:: SOURCE DATA

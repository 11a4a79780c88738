use std::time::Duration;

const SECOND: Duration = Duration::from_secs(1);

#[derive(Debug, Clone, Copy)]
struct Armed {
    remaining_secs: u64,
    /// Time accumulated toward the next one-second tick.
    pending: Duration,
}

/// A one-second countdown driven by externally supplied time deltas.
///
/// The owner feeds elapsed time through [`Countdown::advance`]; whole
/// seconds become ticks. A cancelled countdown swallows any time fed to it,
/// so a late tick can never reach a session that has moved on.
#[derive(Debug, Clone, Default)]
pub struct Countdown {
    armed: Option<Armed>,
    duration_secs: u64,
}

impl Countdown {
    pub fn new() -> Self {
        Self::default()
    }

    /// Start counting down from `duration_secs`, discarding any previous run.
    pub fn arm(&mut self, duration_secs: u64) {
        self.duration_secs = duration_secs;
        self.armed = Some(Armed {
            remaining_secs: duration_secs,
            pending: Duration::ZERO,
        });
    }

    pub fn cancel(&mut self) {
        self.armed = None;
    }

    pub fn is_armed(&self) -> bool {
        self.armed.is_some()
    }

    /// Feed `delta` of elapsed time. Returns how many whole-second ticks
    /// fired; stops at zero remaining and never fires when not armed.
    pub fn advance(&mut self, delta: Duration) -> u32 {
        let Some(armed) = self.armed.as_mut() else {
            return 0;
        };

        armed.pending += delta;
        let mut fired = 0;
        while armed.pending >= SECOND && armed.remaining_secs > 0 {
            armed.pending -= SECOND;
            armed.remaining_secs -= 1;
            fired += 1;
        }
        fired
    }

    /// Seconds left, or `None` when not armed.
    pub fn remaining_secs(&self) -> Option<u64> {
        self.armed.map(|a| a.remaining_secs)
    }

    pub fn elapsed_secs(&self) -> u64 {
        self.armed
            .map(|a| self.duration_secs - a.remaining_secs)
            .unwrap_or(0)
    }

    pub fn is_expired(&self) -> bool {
        matches!(self.armed, Some(a) if a.remaining_secs == 0)
    }
}

#[cfg(test)]
mod tests {
    use super::*;

    #[test]
    fn test_unarmed_countdown_ignores_time() {
        let mut countdown = Countdown::new();
        assert_eq!(countdown.advance(Duration::from_secs(10)), 0);
        assert_eq!(countdown.remaining_secs(), None);
        assert!(!countdown.is_expired());
    }

    #[test]
    fn test_sub_second_deltas_accumulate() {
        let mut countdown = Countdown::new();
        countdown.arm(5);

        for _ in 0..9 {
            assert_eq!(countdown.advance(Duration::from_millis(100)), 0);
        }
        assert_eq!(countdown.advance(Duration::from_millis(100)), 1);
        assert_eq!(countdown.remaining_secs(), Some(4));
        assert_eq!(countdown.elapsed_secs(), 1);
    }

    #[test]
    fn test_large_delta_fires_several_ticks_and_stops_at_zero() {
        let mut countdown = Countdown::new();
        countdown.arm(3);
        assert_eq!(countdown.advance(Duration::from_secs(10)), 3);
        assert!(countdown.is_expired());
        assert_eq!(countdown.advance(Duration::from_secs(10)), 0);
    }

    #[test]
    fn test_cancel_discards_pending_time() {
        let mut countdown = Countdown::new();
        countdown.arm(10);
        countdown.advance(Duration::from_millis(900));
        countdown.cancel();
        assert_eq!(countdown.advance(Duration::from_secs(5)), 0);

        countdown.arm(10);
        assert_eq!(countdown.advance(Duration::from_millis(200)), 0);
        assert_eq!(countdown.remaining_secs(), Some(10));
    }
}
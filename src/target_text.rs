/// The paragraph a session asks the user to type.
///
/// Stored as chars so per-position comparisons never split a UTF-8
/// sequence. Immutable once built; a reset swaps in a new value wholesale.
#[derive(Debug, Clone, Default, PartialEq, Eq)]
pub struct TargetText {
    text: String,
    chars: Vec<char>,
}

impl TargetText {
    pub fn new(text: impl Into<String>) -> Self {
        let text = text.into();
        let chars = text.chars().collect();
        Self { text, chars }
    }

    /// Length in chars, not bytes.
    pub fn len(&self) -> usize {
        self.chars.len()
    }

    pub fn is_empty(&self) -> bool {
        self.chars.is_empty()
    }

    pub fn char_at(&self, idx: usize) -> Option<char> {
        self.chars.get(idx).copied()
    }

    pub fn chars(&self) -> &[char] {
        &self.chars
    }

    pub fn as_str(&self) -> &str {
        &self.text
    }
}

impl From<&str> for TargetText {
    fn from(s: &str) -> Self {
        TargetText::new(s)
    }
}

impl From<String> for TargetText {
    fn from(s: String) -> Self {
        TargetText::new(s)
    }
}

#[cfg(test)]
mod tests {
    use super::*;

    #[test]
    fn test_len_counts_chars() {
        let text = TargetText::new("naïve");
        assert_eq!(text.len(), 5);
        assert_eq!(text.as_str().len(), 6);
    }

    #[test]
    fn test_char_at() {
        let text = TargetText::from("hey");
        assert_eq!(text.char_at(0), Some('h'));
        assert_eq!(text.char_at(2), Some('y'));
        assert_eq!(text.char_at(3), None);
    }

    #[test]
    fn test_default_is_empty() {
        let text = TargetText::default();
        assert!(text.is_empty());
        assert_eq!(text.len(), 0);
    }
}
use crate::time_series::{peak_wpm, TimeSeriesPoint};

/// X (seconds) and Y (wpm) bounds for the results chart.
///
/// An empty series spans the configured duration so the axes still make
/// sense after a session in which nothing was sampled.
pub fn compute_chart_params(wpm_coords: &[TimeSeriesPoint], duration_secs: u64) -> (f64, f64) {
    let overall_duration = wpm_coords
        .last()
        .map(|p| p.t)
        .unwrap_or(duration_secs as f64)
        .max(1.0);

    (overall_duration, peak_wpm(wpm_coords).round())
}

/// Format a simple numeric label consistently
pub fn format_label(val: f64) -> String {
    if (val - val.round()).abs() < f64::EPSILON {
        format!("{}", val.round())
    } else {
        format!("{val:.2}")
    }
}

#[cfg(test)]
mod tests {
    use super::*;

    #[test]
    fn test_compute_chart_params_empty() {
        assert_eq!(compute_chart_params(&[], 30), (30.0, 0.0));
        assert_eq!(compute_chart_params(&[], 0), (1.0, 0.0));
    }

    #[test]
    fn test_compute_chart_params_uses_last_sample_and_peak() {
        let coords = [
            TimeSeriesPoint::new(1.0, 48.4),
            TimeSeriesPoint::new(2.0, 71.6),
            TimeSeriesPoint::new(3.0, 66.0),
        ];
        assert_eq!(compute_chart_params(&coords, 60), (3.0, 72.0));
    }

    #[test]
    fn test_format_label() {
        assert_eq!(format_label(15.0), "15");
        assert_eq!(format_label(1.2345), "1.23");
    }
}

::::

Repeat the data above exactly.

repository 11a4a79780c88738
use std::time::Duration;

const SECOND: Duration = Duration::from_secs(1);

#[derive(Debug, Clone, Copy)]
struct Armed {
    remaining_secs: u64,
    /// Time accumulated toward the next one-second tick.
    pending: Duration,
}

/// A one-second countdown driven by externally supplied time deltas.
///
/// The owner feeds elapsed time through [`Countdown::advance`]; whole
/// seconds become ticks. A cancelled countdown swallows any time fed to it,
/// so a late tick can never reach a session that has moved on.
#[derive(Debug, Clone, Default)]
pub struct Countdown {
    armed: Option<Armed>,
    duration_secs: u64,
}

impl Countdown {
    pub fn new() -> Self {
        Self::default()
    }

    /// Start counting down from `duration_secs`, discarding any previous run.
    pub fn arm(&mut self, duration_secs: u64) {
        self.duration_secs = duration_secs;
        self.armed = Some(Armed {
            remaining_secs: duration_secs,
            pending: Duration::ZERO,
        });
    }

    pub fn cancel(&mut self) {
        self.armed = None;
    }

    pub fn is_armed(&self) -> bool {
        self.armed.is_some()
    }

    /// Feed `delta` of elapsed time. Returns how many whole-second ticks
    /// fired; stops at zero remaining and never fires when not armed.
    pub fn advance(&mut self, delta: Duration) -> u32 {
        let Some(armed) = self.armed.as_mut() else {
            return 0;
        };

        armed.pending += delta;
        let mut fired = 0;
        while armed.pending >= SECOND && armed.remaining_secs > 0 {
            armed.pending -= SECOND;
            armed.remaining_secs -= 1;
            fired += 1;
        }
        fired
    }

    /// Seconds left, or `None` when not armed.
    pub fn remaining_secs(&self) -> Option<u64> {
        self.armed.map(|a| a.remaining_secs)
    }

    pub fn elapsed_secs(&self) -> u64 {
        self.armed
            .map(|a| self.duration_secs - a.remaining_secs)
            .unwrap_or(0)
    }

    pub fn is_expired(&self) -> bool {
        matches!(self.armed, Some(a) if a.remaining_secs == 0)
    }
}

#[cfg(test)]
mod tests {
    use super::*;

    #[test]
    fn test_unarmed_countdown_ignores_time() {
        let mut countdown = Countdown::new();
        assert_eq!(countdown.advance(Duration::from_secs(10)), 0);
        assert_eq!(countdown.remaining_secs(), None);
        assert!(!countdown.is_expired());
    }

    #[test]
    fn test_sub_second_deltas_accumulate() {
        let mut countdown = Countdown::new();
        countdown.arm(5);

        for _ in 0..9 {
            assert_eq!(countdown.advance(Duration::from_millis(100)), 0);
        }
        assert_eq!(countdown.advance(Duration::from_millis(100)), 1);
        assert_eq!(countdown.remaining_secs(), Some(4));
        assert_eq!(countdown.elapsed_secs(), 1);
    }

    #[test]
    fn test_large_delta_fires_several_ticks_and_stops_at_zero() {
        let mut countdown = Countdown::new();
        countdown.arm(3);
        assert_eq!(countdown.advance(Duration::from_secs(10)), 3);
        assert!(countdown.is_expired());
        assert_eq!(countdown.advance(Duration::from_secs(10)), 0);
    }

    #[test]
    fn test_cancel_discards_pending_time() {
        let mut countdown = Countdown::new();
        countdown.arm(10);
        countdown.advance(Duration::from_millis(900));
        countdown.cancel();
        assert_eq!(countdown.advance(Duration::from_secs(5)), 0);

        countdown.arm(10);
        assert_eq!(countdown.advance(Duration::from_millis(200)), 0);
        assert_eq!(countdown.remaining_secs(), Some(10));
    }
}
filename src/target_text.rs
/// The paragraph a session asks the user to type.
///
/// Stored as chars so per-position comparisons never split a UTF-8
/// sequence. Immutable once built; a reset swaps in a new value wholesale.
#[derive(Debug, Clone, Default, PartialEq, Eq)]
pub struct TargetText {
    text: String,
    chars: Vec<char>,
}

impl TargetText {
    pub fn new(text: impl Into<String>) -> Self {
        let text = text.into();
        let chars = text.chars().collect();
        Self { text, chars }
    }

    /// Length in chars, not bytes.
    pub fn len(&self) -> usize {
        self.chars.len()
    }

    pub fn is_empty(&self) -> bool {
        self.chars.is_empty()
    }

    pub fn char_at(&self, idx: usize) -> Option<char> {
        self.chars.get(idx).copied()
    }

    pub fn chars(&self) -> &[char] {
        &self.chars
    }

    pub fn as_str(&self) -> &str {
        &self.text
    }
}

impl From<&str> for TargetText {
    fn from(s: &str) -> Self {
        TargetText::new(s)
    }
}

impl From<String> for TargetText {
    fn from(s: String) -> Self {
        TargetText::new(s)
    }
}

#[cfg(test)]
mod tests {
    use super::*;

    #[test]
    fn test_len_counts_chars() {
        let text = TargetText::new("naïve");
        assert_eq!(text.len(), 5);
        assert_eq!(text.as_str().len(), 6);
    }

    #[test]
    fn test_char_at() {
        let text = TargetText::from("hey");
        assert_eq!(text.char_at(0), Some('h'));
        assert_eq!(text.char_at(2), Some('y'));
        assert_eq!(text.char_at(3), None);
    }

    #[test]
    fn test_default_is_empty() {
        let text = TargetText::default();
        assert!(text.is_empty());
        assert_eq!(text.len(), 0);
    }
}
use crate::time_series::{peak_wpm, TimeSeriesPoint};

/// X (seconds) and Y (wpm) bounds for the results chart.
///
/// An empty series spans the configured duration so the axes still make
/// sense after a session in which nothing was sampled.
pub fn compute_chart_params(wpm_coords: &[TimeSeriesPoint], duration_secs: u64) -> (f64, f64) {
    let overall_duration = wpm_coords
        .last()
        .map(|p| p.t)
        .unwrap_or(duration_secs as f64)
        .max(1.0);

    (overall_duration, peak_wpm(wpm_coords).round())
}

/// Format a simple numeric label consistently
pub fn format_label(val: f64) -> String {
    if (val - val.round()).abs() < f64::EPSILON {
        format!("{}", val.round())
    } else {
        format!("{val:.2}")
    }
}

#[cfg(test)]
mod tests {
    use super::*;

    #[test]
    fn test_compute_chart_params_empty() {
        assert_eq!(compute_chart_params(&[], 30), (30.0, 0.0));
        assert_eq!(compute_chart_params(&[], 0), (1.0, 0.0));
    }

    #[test]
    fn test_compute_chart_params_uses_last_sample_and_peak() {
        let coords = [
            TimeSeriesPoint::new(1.0, 48.4),
            TimeSeriesPoint::new(2.0, 71.6),
            TimeSeriesPoint::new(3.0, 66.0),
        ];
        assert_eq!(compute_chart_params(&coords, 60), (3.0, 72.0));
    }

    #[test]
    fn test_format_label() {
        assert_eq!(format_label(15.0), "15");
        assert_eq!(format_label(1.2345), "1.23");
    }
}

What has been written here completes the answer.